#### [PROMPT]
Restate all of the entries exactly, each line as it stands.

Extracted records:
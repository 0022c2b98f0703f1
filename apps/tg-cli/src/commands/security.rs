// security.rs — Security subcommands: status, restore.
//
// `status` only reads security-state.json. `restore` goes through the engine
// so the change is persisted the same way the guard persists it.

use clap::Subcommand;

use tg_engine::{EngineConfig, TrustDecisionEngine};
use tg_guard::{SecurityLevel, SecurityState, SecurityStateStore};

#[derive(Subcommand)]
pub enum SecurityCommands {
    /// Show the current security level and approval mode.
    Status,
    /// Leave manual approval mode and/or lower the security level.
    Restore {
        /// Why the restore is safe (recorded in the state file).
        #[arg(long)]
        reason: String,
        /// Lower the level to this value (normal, elevated, high).
        #[arg(long)]
        level: Option<SecurityLevel>,
        /// Keep manual approval mode on; only change the level.
        #[arg(long)]
        keep_manual: bool,
    },
}

pub fn execute(cmd: &SecurityCommands, config: &EngineConfig) -> anyhow::Result<()> {
    match cmd {
        SecurityCommands::Status => {
            let state = SecurityStateStore::new(&config.security_state_path)
                .load()?
                .unwrap_or_default();
            print_state(&state);
            Ok(())
        }
        SecurityCommands::Restore {
            reason,
            level,
            keep_manual,
        } => {
            let engine = TrustDecisionEngine::builder(config.clone()).build()?;
            let mut state = engine.security_state();
            if !keep_manual {
                state = engine.restore_auto_approval_mode(reason)?;
            }
            if let Some(level) = level {
                state = engine.restore_security_level(*level, reason)?;
            }
            print_state(&state);
            Ok(())
        }
    }
}

fn print_state(state: &SecurityState) {
    println!("Security level:       {}", state.security_level);
    println!(
        "Approval mode:        {}",
        if state.is_manual_approval_mode {
            "manual"
        } else {
            "auto"
        }
    );
    println!("Threats recorded:     {}", state.threat_count);
    println!(
        "Last change:          {}",
        state.last_state_change.format("%Y-%m-%d %H:%M:%S UTC")
    );
    if let Some(incident) = &state.last_security_incident {
        println!(
            "Last incident:        {} ({} -> {}) {}",
            incident.timestamp.format("%Y-%m-%d %H:%M:%S UTC"),
            incident.previous_level,
            incident.new_level,
            incident.reason
        );
    }
}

#### [WRITTEN RESPONSE]
repository 0022c2b98f0703f1
filename apps/tg-cli/src/commands/security.rs
// security.rs — Security subcommands: status, restore.
//
// `status` only reads security-state.json. `restore` goes through the engine
// so the change is persisted the same way the guard persists it.

use clap::Subcommand;

use tg_engine::{EngineConfig, TrustDecisionEngine};
use tg_guard::{SecurityLevel, SecurityState, SecurityStateStore};

#[derive(Subcommand)]
pub enum SecurityCommands {
    /// Show the current security level and approval mode.
    Status,
    /// Leave manual approval mode and/or lower the security level.
    Restore {
        /// Why the restore is safe (recorded in the state file).
        #[arg(long)]
        reason: String,
        /// Lower the level to this value (normal, elevated, high).
        #[arg(long)]
        level: Option<SecurityLevel>,
        /// Keep manual approval mode on; only change the level.
        #[arg(long)]
        keep_manual: bool,
    },
}

pub fn execute(cmd: &SecurityCommands, config: &EngineConfig) -> anyhow::Result<()> {
    match cmd {
        SecurityCommands::Status => {
            let state = SecurityStateStore::new(&config.security_state_path)
                .load()?
                .unwrap_or_default();
            print_state(&state);
            Ok(())
        }
        SecurityCommands::Restore {
            reason,
            level,
            keep_manual,
        } => {
            let engine = TrustDecisionEngine::builder(config.clone()).build()?;
            let mut state = engine.security_state();
            if !keep_manual {
                state = engine.restore_auto_approval_mode(reason)?;
            }
            if let Some(level) = level {
                state = engine.restore_security_level(*level, reason)?;
            }
            print_state(&state);
            Ok(())
        }
    }
}

fn print_state(state: &SecurityState) {
    println!("Security level:       {}", state.security_level);
    println!(
        "Approval mode:        {}",
        if state.is_manual_approval_mode {
            "manual"
        } else {
            "auto"
        }
    );
    println!("Threats recorded:     {}", state.threat_count);
    println!(
        "Last change:          {}",
        state.last_state_change.format("%Y-%m-%d %H:%M:%S UTC")
    );
    if let Some(incident) = &state.last_security_incident {
        println!(
            "Last incident:        {} ({} -> {}) {}",
            incident.timestamp.format("%Y-%m-%d %H:%M:%S UTC"),
            incident.previous_level,
            incident.new_level,
            incident.reason
        );
    }
}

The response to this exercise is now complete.